What is DeepGraph¶
DeepGraph is an open source Python implementation of a new network representation introduced here. Its purpose is to facilitate data analysis by interpreting data in terms of network theory.
The basis of this software package is Pandas, a fast and flexible data analysis tool for the Python programming language. Utilizing one of its primary data structures, the DataFrame, we represent objects (i.e. the nodes of a network) by one DataFrame, and their pairwise relations (i.e. the edges of a network) by another DataFrame.
One of the main features of DeepGraph is an efficient and scalable creation of
edges. Given a set of nodes in the form of a DataFrame (or an on disc
HDFStore),
DeepGraph’s core class
provides
methods to iteratively compute pairwise relations
between the nodes (e.g. similarity/distance measures) using arbitrary, user-defined
functions on the nodes’ features. These methods provide arguments to
parallelize the computation and control memory consumption, making them
suitable for very large data-sets and adjustable to whatever hardware you have
at hand (from netbooks to cluster architectures).
Furthermore, once a graph is constructed, DeepGraph allows you to partition its
nodes
,
edges
or the entire
graph
by the
graph’s properties and labels, enabling the aggregation, computation and
allocation of information on and between arbitrary groups of nodes. These
methods also let you express elaborate queries on the information contained in
a deep graph.
DeepGraph is not meant to replace or compete with already existing Python network libraries, such as NetworkX or graph_tool, but rather to combine and extend their capabilities with the merits of Pandas. For that matter, the core class of DeepGraph provides interfacing methods to convert to common network representations and graph objects of popular Python network packages.
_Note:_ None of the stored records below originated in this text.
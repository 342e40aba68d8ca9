use crate::error::{Office2MdError, Result};
use std::sync::atomic::{AtomicBool, Ordering};
use std::sync::Arc;

/// Exit status used when a batch is interrupted with Ctrl+C.
pub const INTERRUPTED_EXIT_CODE: i32 = 130;

/// Ctrl+C flag shared between the signal handler and the batch loop.
///
/// The first signal asks the batch to stop before its next file; the
/// second one terminates the process immediately.
#[derive(Clone)]
pub struct GracefulShutdown {
    running: Arc<AtomicBool>,
    shutdown_message_shown: Arc<AtomicBool>,
}

impl GracefulShutdown {
    pub fn new() -> Result<Self> {
        let shutdown = Self::new_for_test();

        let running_clone = shutdown.running.clone();
        let message_shown_clone = shutdown.shutdown_message_shown.clone();

        ctrlc::set_handler(move || {
            running_clone.store(false, Ordering::SeqCst);

            if !message_shown_clone.swap(true, Ordering::SeqCst) {
                eprintln!("\n🛑 Finishing the current file, then stopping... (press Ctrl+C again to force exit)");
            } else {
                eprintln!("\n💀 Force stopping...");
                std::process::exit(INTERRUPTED_EXIT_CODE);
            }
        })
        .map_err(|e| Office2MdError::Config {
            message: format!("Failed to set signal handler: {}", e),
        })?;

        Ok(shutdown)
    }

    /// Create a GracefulShutdown instance for testing (no signal handler registration)
    pub fn new_for_test() -> Self {
        Self {
            running: Arc::new(AtomicBool::new(true)),
            shutdown_message_shown: Arc::new(AtomicBool::new(false)),
        }
    }

    pub fn is_running(&self) -> bool {
        self.running.load(Ordering::SeqCst)
    }

    pub fn check_shutdown(&self) -> Result<()> {
        if !self.is_running() {
            return Err(Office2MdError::Cancelled);
        }
        Ok(())
    }

    pub fn request_shutdown(&self) {
        self.running.store(false, Ordering::SeqCst);
    }
}
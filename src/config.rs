use crate::error::{Office2MdError, Result};
use serde::{Deserialize, Serialize};
use std::path::{Path, PathBuf};
use std::time::Duration;

#[derive(Debug, Clone, Default, Deserialize, Serialize)]
#[serde(default)]
pub struct Config {
    pub service: ServiceConfig,
    pub paths: PathConfig,
    pub output: OutputConfig,
}

/// Settings for the external document-AI converter.
#[derive(Debug, Clone, Deserialize, Serialize)]
#[serde(default)]
pub struct ServiceConfig {
    pub model: String,
    pub api_key_env: String,
    pub command: String,
    pub args: Vec<String>,
    pub system_prompt: Option<String>,
    pub select_pages: Option<Vec<u32>>,
    pub timeout: Option<u64>,
}

#[derive(Debug, Clone, Deserialize, Serialize)]
#[serde(default)]
pub struct PathConfig {
    pub input_directory: PathBuf,
    pub base_directory: PathBuf,
}

#[derive(Debug, Clone, Deserialize, Serialize)]
#[serde(default)]
pub struct OutputConfig {
    pub preserve_structure: bool,
}

impl Default for ServiceConfig {
    fn default() -> Self {
        Self {
            model: "gpt-4o-mini".to_string(),
            api_key_env: "OPENAI_API_KEY".to_string(),
            command: "zerox".to_string(),
            args: Vec::new(),
            system_prompt: None, // Converter's built-in prompt
            select_pages: None,  // All pages
            timeout: None,       // Left to the converter
        }
    }
}

impl ServiceConfig {
    pub fn timeout_duration(&self) -> Option<Duration> {
        self.timeout.map(Duration::from_secs)
    }
}

impl Default for PathConfig {
    fn default() -> Self {
        let root = program_root();
        Self {
            input_directory: root.join("target"),
            base_directory: root,
        }
    }
}

impl Default for OutputConfig {
    fn default() -> Self {
        Self {
            preserve_structure: true,
        }
    }
}

/// Directory holding the running executable.
pub fn program_root() -> PathBuf {
    std::env::current_exe()
        .ok()
        .and_then(|exe| exe.parent().map(Path::to_path_buf))
        .unwrap_or_else(|| PathBuf::from("."))
}

impl Config {
    pub fn new() -> Self {
        Self::default()
    }

    pub fn load_from_file<P: AsRef<Path>>(path: P) -> Result<Self> {
        let path = path.as_ref();

        if !path.exists() {
            return Err(Office2MdError::Config {
                message: format!("Configuration file not found: {}", path.display()),
            });
        }

        let content = std::fs::read_to_string(path).map_err(|e| Office2MdError::Config {
            message: format!("Failed to read config file {}: {}", path.display(), e),
        })?;

        let config: Config = toml::from_str(&content).map_err(|e| Office2MdError::Config {
            message: format!("Failed to parse config file {}: {}", path.display(), e),
        })?;

        Ok(config)
    }

    pub fn load_with_defaults<P: AsRef<Path>>(config_path: Option<P>) -> Result<Self> {
        match config_path {
            Some(path) => Self::load_from_file(path),
            None => {
                let default_paths = ["office2md.toml", ".office2md.toml"];

                for default_path in &default_paths {
                    if Path::new(default_path).exists() {
                        return Self::load_from_file(default_path);
                    }
                }

                Ok(Self::default())
            }
        }
    }

    pub fn merge_with_cli_args(&mut self, cli_args: &CliOverrides) {
        if let Some(ref input_dir) = cli_args.input_dir {
            self.paths.input_directory = input_dir.clone();
        }

        if let Some(ref output_dir) = cli_args.output_dir {
            self.paths.base_directory = output_dir.clone();
        }

        if let Some(ref model) = cli_args.model {
            self.service.model = model.clone();
        }

        if let Some(preserve_structure) = cli_args.preserve_structure {
            self.output.preserve_structure = preserve_structure;
        }
    }

    pub fn save_to_file<P: AsRef<Path>>(&self, path: P) -> Result<()> {
        let path = path.as_ref();
        let content = toml::to_string_pretty(self).map_err(|e| Office2MdError::Config {
            message: format!("Failed to serialize config: {}", e),
        })?;

        std::fs::write(path, content).map_err(|e| Office2MdError::Config {
            message: format!("Failed to write config file {}: {}", path.display(), e),
        })?;

        Ok(())
    }

    pub fn validate(&self) -> Result<()> {
        if self.service.model.trim().is_empty() {
            return Err(Office2MdError::Config {
                message: "A model name must be specified".to_string(),
            });
        }

        if self.service.command.trim().is_empty() {
            return Err(Office2MdError::Config {
                message: "A converter command must be specified".to_string(),
            });
        }

        if self.service.api_key_env.trim().is_empty() {
            return Err(Office2MdError::Config {
                message: "The credential variable name must not be empty".to_string(),
            });
        }

        // Pages are 1-based
        if let Some(ref pages) = self.service.select_pages {
            if pages.iter().any(|&page| page == 0) {
                return Err(Office2MdError::Config {
                    message: "Page numbers in select_pages start at 1".to_string(),
                });
            }
        }

        if self.service.timeout == Some(0) {
            return Err(Office2MdError::Config {
                message: "Converter timeout must be greater than 0".to_string(),
            });
        }

        Ok(())
    }

    /// Reads the converter credential from the environment.
    pub fn load_credential(&self) -> Result<String> {
        let variable = &self.service.api_key_env;
        match std::env::var(variable) {
            Ok(value) if !value.trim().is_empty() => Ok(value),
            _ => Err(Office2MdError::MissingCredential {
                variable: variable.clone(),
            }),
        }
    }

    /// Defaults with paths relative to the working directory, for `--generate-config`.
    pub fn sample() -> Self {
        Self {
            paths: PathConfig {
                input_directory: PathBuf::from("./target"),
                base_directory: PathBuf::from("."),
            },
            ..Self::default()
        }
    }
}

#[derive(Debug, Default)]
pub struct CliOverrides {
    pub input_dir: Option<PathBuf>,
    pub output_dir: Option<PathBuf>,
    pub model: Option<String>,
    pub preserve_structure: Option<bool>,
}

impl CliOverrides {
    pub fn new() -> Self {
        Self::default()
    }

    pub fn with_input_dir(mut self, input_dir: Option<PathBuf>) -> Self {
        self.input_dir = input_dir;
        self
    }

    pub fn with_output_dir(mut self, output_dir: Option<PathBuf>) -> Self {
        self.output_dir = output_dir;
        self
    }

    pub fn with_model(mut self, model: Option<String>) -> Self {
        self.model = model;
        self
    }

    pub fn with_preserve_structure(mut self, preserve: Option<bool>) -> Self {
        self.preserve_structure = preserve;
        self
    }
}

#[cfg(test)]
mod tests {
    use super::*;
    use tempfile::NamedTempFile;

    #[test]
    fn test_default_config() {
        let config = Config::default();
        assert_eq!(config.service.model, "gpt-4o-mini");
        assert_eq!(config.service.api_key_env, "OPENAI_API_KEY");
        assert!(config.service.system_prompt.is_none());
        assert!(config.service.select_pages.is_none());
        assert!(config.output.preserve_structure);
        assert!(config.paths.input_directory.ends_with("target"));
        assert_eq!(
            config.paths.input_directory.parent(),
            Some(config.paths.base_directory.as_path())
        );
    }

    #[test]
    fn test_config_validation() {
        let mut config = Config::default();
        assert!(config.validate().is_ok());

        config.service.model.clear();
        assert!(config.validate().is_err());

        let mut config = Config::default();
        config.service.select_pages = Some(vec![1, 0, 3]);
        assert!(config.validate().is_err());

        let mut config = Config::default();
        config.service.timeout = Some(0);
        assert!(config.validate().is_err());
    }

    #[test]
    fn test_config_file_operations() {
        let mut config = Config::default();
        config.service.select_pages = Some(vec![1, 2]);
        config.service.timeout = Some(120);
        let temp_file = NamedTempFile::new().unwrap();

        config.save_to_file(temp_file.path()).unwrap();

        let loaded_config = Config::load_from_file(temp_file.path()).unwrap();
        assert_eq!(loaded_config.service.select_pages, Some(vec![1, 2]));
        assert_eq!(loaded_config.service.timeout_duration(), Some(Duration::from_secs(120)));
    }

    #[test]
    fn test_partial_config_file_uses_defaults() {
        let temp_file = NamedTempFile::new().unwrap();
        std::fs::write(temp_file.path(), "[service]\nmodel = \"gpt-4o\"\n").unwrap();

        let config = Config::load_from_file(temp_file.path()).unwrap();
        assert_eq!(config.service.model, "gpt-4o");
        assert_eq!(config.service.command, "zerox");
        assert!(config.output.preserve_structure);
    }

    #[test]
    fn test_missing_config_file() {
        let result = Config::load_from_file("/definitely/not/here/office2md.toml");
        assert!(matches!(result, Err(Office2MdError::Config { .. })));
    }

    #[test]
    fn test_cli_overrides() {
        let mut config = Config::default();

        let overrides = CliOverrides::new()
            .with_input_dir(Some(PathBuf::from("/docs/in")))
            .with_output_dir(Some(PathBuf::from("/docs")))
            .with_model(Some("gpt-4o".to_string()))
            .with_preserve_structure(Some(false));

        config.merge_with_cli_args(&overrides);

        assert_eq!(config.paths.input_directory, PathBuf::from("/docs/in"));
        assert_eq!(config.paths.base_directory, PathBuf::from("/docs"));
        assert_eq!(config.service.model, "gpt-4o");
        assert!(!config.output.preserve_structure);
    }

    #[test]
    fn test_missing_credential() {
        let mut config = Config::default();
        config.service.api_key_env = "OFFICE2MD_TEST_UNSET_CREDENTIAL".to_string();

        let result = config.load_credential();
        assert!(matches!(
            result,
            Err(Office2MdError::MissingCredential { ref variable })
                if variable == "OFFICE2MD_TEST_UNSET_CREDENTIAL"
        ));
    }

    #[test]
    fn test_present_credential() {
        std::env::set_var("OFFICE2MD_TEST_SET_CREDENTIAL", "sk-test");
        let mut config = Config::default();
        config.service.api_key_env = "OFFICE2MD_TEST_SET_CREDENTIAL".to_string();

        assert_eq!(config.load_credential().unwrap(), "sk-test");
    }

    #[test]
    fn test_sample_config_generation() {
        let temp_file = NamedTempFile::new().unwrap();
        Config::sample().save_to_file(temp_file.path()).unwrap();

        let sample = std::fs::read_to_string(temp_file.path()).unwrap();
        assert!(sample.contains("[service]"));
        assert!(sample.contains("[paths]"));
        assert!(sample.contains("[output]"));
        assert!(sample.contains("gpt-4o-mini"));
        assert!(sample.contains("./target"));

        let loaded = Config::load_from_file(temp_file.path()).unwrap();
        assert!(loaded.validate().is_ok());
    }
}
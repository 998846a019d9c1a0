//! Parsing of inbound frames into typed requests.
//!
//! Payloads are validated here, before anything touches shared state: an
//! unknown event, a missing field or a malformed square is rejected with
//! `VALIDATION_ERROR` and never reaches the registries or the controller.

use super::types::ClientMessage;
use crate::error::ErrorCode;
use crate::game::MoveInput;
use serde::de::DeserializeOwned;
use serde::Deserialize;
use shakmaty::Square;
use tracing::trace;

/// A fully parsed client request.
#[derive(Debug, Clone, PartialEq, Eq)]
pub enum ClientRequest {
    CreateSession { nickname: Option<String> },
    CreateRoom { password: Option<String> },
    JoinRoom { room_id: String, password: String },
    LeaveRoom,
    StartGame,
    GetRoomStatus,
    MakeMove(MoveInput),
    ValidateMove(MoveInput),
    GetLegalMoves(Square),
    OfferDraw,
    AcceptDraw,
    DeclineDraw,
    Resign,
}

#[derive(Debug, Clone, PartialEq, Eq, thiserror::Error)]
pub enum ProtocolError {
    #[error("Invalid message: {0}")]
    InvalidJson(String),
    #[error("Unknown event: {0}")]
    UnknownEvent(String),
    #[error("Invalid {event} payload: {reason}")]
    InvalidPayload { event: String, reason: String },
}

impl ProtocolError {
    pub fn code(&self) -> ErrorCode {
        ErrorCode::ValidationError
    }
}

#[derive(Deserialize)]
struct NicknameData {
    nickname: Option<String>,
}

#[derive(Deserialize)]
struct PasswordData {
    password: Option<String>,
}

#[derive(Deserialize)]
#[serde(rename_all = "camelCase")]
struct JoinRoomData {
    room_id: String,
    #[serde(default)]
    password: String,
}

#[derive(Deserialize)]
struct RawMove {
    from: String,
    to: String,
    #[serde(default)]
    piece: Option<String>,
}

#[derive(Deserialize)]
struct MoveData {
    #[serde(rename = "move")]
    mv: RawMove,
}

#[derive(Deserialize)]
struct SquareData {
    square: String,
}

fn payload<T: DeserializeOwned>(event: &str, data: serde_json::Value) -> Result<T, ProtocolError> {
    let data = if data.is_null() {
        serde_json::Value::Object(serde_json::Map::new())
    } else {
        data
    };
    serde_json::from_value(data).map_err(|e| ProtocolError::InvalidPayload {
        event: event.to_string(),
        reason: e.to_string(),
    })
}

fn move_input(event: &str, data: serde_json::Value) -> Result<MoveInput, ProtocolError> {
    let MoveData { mv } = payload(event, data)?;
    MoveInput::parse(&mv.from, &mv.to, mv.piece.as_deref()).map_err(|reason| {
        ProtocolError::InvalidPayload {
            event: event.to_string(),
            reason,
        }
    })
}

impl ClientRequest {
    /// Converts an envelope into a typed request, validating its payload.
    pub fn from_message(message: ClientMessage) -> Result<Self, ProtocolError> {
        let ClientMessage { event, data } = message;
        trace!("Parsing '{}' request", event);

        let request = match event.as_str() {
            "create-session" => {
                let NicknameData { nickname } = payload(&event, data)?;
                ClientRequest::CreateSession { nickname }
            }
            "create-room" => {
                let PasswordData { password } = payload(&event, data)?;
                ClientRequest::CreateRoom { password }
            }
            "join-room" => {
                let JoinRoomData { room_id, password } = payload(&event, data)?;
                ClientRequest::JoinRoom { room_id, password }
            }
            "leave-room" => ClientRequest::LeaveRoom,
            "start-game" => ClientRequest::StartGame,
            "get-room-status" => ClientRequest::GetRoomStatus,
            "make-move" => ClientRequest::MakeMove(move_input(&event, data)?),
            "validate-move" => ClientRequest::ValidateMove(move_input(&event, data)?),
            "get-legal-moves" => {
                let SquareData { square } = payload(&event, data)?;
                let square = square
                    .trim()
                    .to_ascii_lowercase()
                    .parse::<Square>()
                    .map_err(|_| ProtocolError::InvalidPayload {
                        event: event.clone(),
                        reason: format!("Invalid square: {square:?}"),
                    })?;
                ClientRequest::GetLegalMoves(square)
            }
            "offer-draw" => ClientRequest::OfferDraw,
            "accept-draw" => ClientRequest::AcceptDraw,
            "decline-draw" => ClientRequest::DeclineDraw,
            "resign" => ClientRequest::Resign,
            _ => return Err(ProtocolError::UnknownEvent(event)),
        };
        Ok(request)
    }
}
Deepgraph also implements a number of useful plotting methods, including drawings on geographical map projections.
It’s also possible to represent multilayer networks by deep graphs. We’re thinking of implementing an interface to a suitable package dedicated to the analysis of multilayer networks.
Note
Please acknowledge the authors and cite the use of this software when results are used in publications or published elsewhere. Various citation formats are available here: https://aip.scitation.org/action/showCitFormats?type=show&doi=10.1063%2F1.4952963
For your convenience, you can find the BibTex entry below:
@Article{traxl-2016-deep,
author = {Dominik Traxl AND Niklas Boers AND J\"urgen Kurths},
title = {Deep Graphs - A general framework to represent and analyze
heterogeneous complex systems across scales},
journal = {Chaos},
year = {2016},
volume = {26},
number = {6},
eid = {065303},
doi = {http://dx.doi.org/10.1063/1.4952963},
eprinttype = {arxiv},
eprintclass = {physics.data-an, cs.SI, physics.ao-ph, physics.soc-ph},
eprint = {http://arxiv.org/abs/1604.00971v1},
version = {1},
date = {2016-04-04},
url = {http://arxiv.org/abs/1604.00971v1}
}
To get started, have a look at
Want to share feedback, or contribute?
So far the package has only been developed by me, a fact that I would like to change very much. So if you feel like contributing in any way, shape or form, please feel free to contact me, report bugs, create pull requestes, milestones, etc. You can contact me via email: dominik.traxl@posteo.org
Note
This documentation assumes general familiarity with NumPy and Pandas. If you haven’t used these packages, do invest some time in learning about them first.
Note
DeepGraph is free software; you can redistribute it and/or modify it under the terms of the BSD License. We highly welcome contributions from the community.